Sua produção criativa une as artes plásticas com ourivesaria tradicional e contemporânea, define perspectiva estética e vocabulário amplo no universo da joalheria. Como síntese de sua linguagem, suas peças transitam entre o vintage e contemporâneo, sofisticação de linhas simples e atemporais. Da composição cromática apreendida no estudo da pintura, os diferentes tons de ouro, amarelo, rosê, branco e negro, o colorismo das pedras brasileiras, o uso do diamante, rubi, esmeralda e a variada gama de cores da safira. Possui lojas próprias em Trancoso, onde nasceu a marca, e Brasília.Suas criações são usadas por personalidades como Fernanda Lima, Bebel Gilberto, Bianca Brandolini e Viviane Volpolicella.

MURO#3
A proposta “MURO” abre espaço para jovens artistas de intervenção urbana a ser parcialmente feita em interatividade com o público, aproximando-o do processo criativo. Em sua terceira edição apresenta Gabriel Marx, conhecido nas ruas por PLIC, desenvolve trabalhos artísticos em diversas mídias, foi um dos integrantes do maior projeto de arte urbana realizado em Brasília até hoje ARTE RADICAL, no ECCO/2009.

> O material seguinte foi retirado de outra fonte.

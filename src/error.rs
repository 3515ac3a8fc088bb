//! Error types for the Axon MCP server runtime
//!
//! This module defines all error types used throughout the crate,
//! using `thiserror` for ergonomic error handling.

use thiserror::Error;

/// Main error type for server runtime operations
///
/// This enum encompasses all possible errors that can occur during
/// session handling, request dispatch, registry mutation, and
/// transport interaction.
#[derive(Error, Debug)]
pub enum McpServerError {
    /// A JSON-RPC error returned by the remote peer, carrying the wire
    /// error code and message.
    #[error("JSON-RPC error {code}: {message}")]
    Protocol {
        /// Numeric JSON-RPC error code.
        code: i64,
        /// Human-readable error description from the peer.
        message: String,
    },

    /// An operation was attempted without the corresponding capability
    /// having been configured or negotiated.
    #[error("Capability error: {0}")]
    Capability(String),

    /// Duplicate registration, or removal of an entry that does not exist.
    #[error("Registry error: {0}")]
    Registry(String),

    /// Failure to deliver a message over the underlying transport.
    #[error("Transport error: {0}")]
    Transport(String),

    /// A session-initiated request did not receive a response in time.
    #[error("Request timeout: method={method}")]
    Timeout {
        /// The JSON-RPC method that timed out.
        method: String,
    },

    /// Structured output failed validation against a declared schema.
    #[error("Validation error: {0}")]
    Validation(String),

    /// Session lifecycle violations and malformed inbound traffic.
    #[error("Session error: {0}")]
    Session(String),

    /// IO errors
    #[error("IO error: {0}")]
    Io(#[from] std::io::Error),

    /// JSON serialization/deserialization errors
    #[error("Serialization error: {0}")]
    Serialization(#[from] serde_json::Error),
}

/// Result type alias for server runtime operations
///
/// This is a convenience alias that uses `anyhow::Error` as the error type,
/// allowing for rich error context and easy error propagation.
pub type Result<T> = anyhow::Result<T>;

#[cfg(test)]
mod tests {
    use super::*;

    #[test]
    fn test_protocol_error_display() {
        let error = McpServerError::Protocol {
            code: -32601,
            message: "Method not found".to_string(),
        };
        assert_eq!(error.to_string(), "JSON-RPC error -32601: Method not found");
    }

    #[test]
    fn test_capability_error_display() {
        let error =
            McpServerError::Capability("Server must be configured with tool capabilities".into());
        assert_eq!(
            error.to_string(),
            "Capability error: Server must be configured with tool capabilities"
        );
    }

    #[test]
    fn test_registry_error_display() {
        let error = McpServerError::Registry("Tool with name 'echo' already exists".into());
        assert_eq!(
            error.to_string(),
            "Registry error: Tool with name 'echo' already exists"
        );
    }

    #[test]
    fn test_transport_error_display() {
        let error = McpServerError::Transport("outbound channel closed".into());
        assert_eq!(
            error.to_string(),
            "Transport error: outbound channel closed"
        );
    }

    #[test]
    fn test_timeout_error_display() {
        let error = McpServerError::Timeout {
            method: "sampling/createMessage".to_string(),
        };
        assert!(error.to_string().contains("sampling/createMessage"));
    }

    #[test]
    fn test_validation_error_display() {
        let error = McpServerError::Validation("missing required property 'id'".into());
        assert_eq!(
            error.to_string(),
            "Validation error: missing required property 'id'"
        );
    }

    #[test]
    fn test_io_error_conversion() {
        let io_error = std::io::Error::new(std::io::ErrorKind::NotFound, "pipe closed");
        let error: McpServerError = io_error.into();
        assert!(matches!(error, McpServerError::Io(_)));
    }

    #[test]
    fn test_json_error_conversion() {
        let json_error = serde_json::from_str::<serde_json::Value>("{invalid json}").unwrap_err();
        let error: McpServerError = json_error.into();
        assert!(matches!(error, McpServerError::Serialization(_)));
    }

    #[test]
    fn test_error_is_send_sync() {
        fn assert_send_sync<T: Send + Sync>() {}
        assert_send_sync::<McpServerError>();
    }
}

Dentro do projeto “Mundo Fantástico das Ruas” o artista transforma o espaço urbano em um ambiente lúdico e alegre através de pinturas e grafites. As obras são idealizadas e executadas levando em consideração os aspectos arquitetônicos, urbanísticos e a realidade social encontrada na comunidade que habita e transita pelos locais escolhidos para abrigar a ação/obra. O artista já realizou intervenções urbanas em diversas partes do Brasil, como São Paulo, Bahia, Recife, Olinda, Porto Alegre, Brasília, e em algumas partes do mundo, como Copenhagen – Dinamarca, Roma – Itália, Barcelona – Espanha, Viena – Áustria, Creta e Atenas
– Grécia, Lisboa – Portugal, Amsterdan-Holanda e Califórnia-EUA.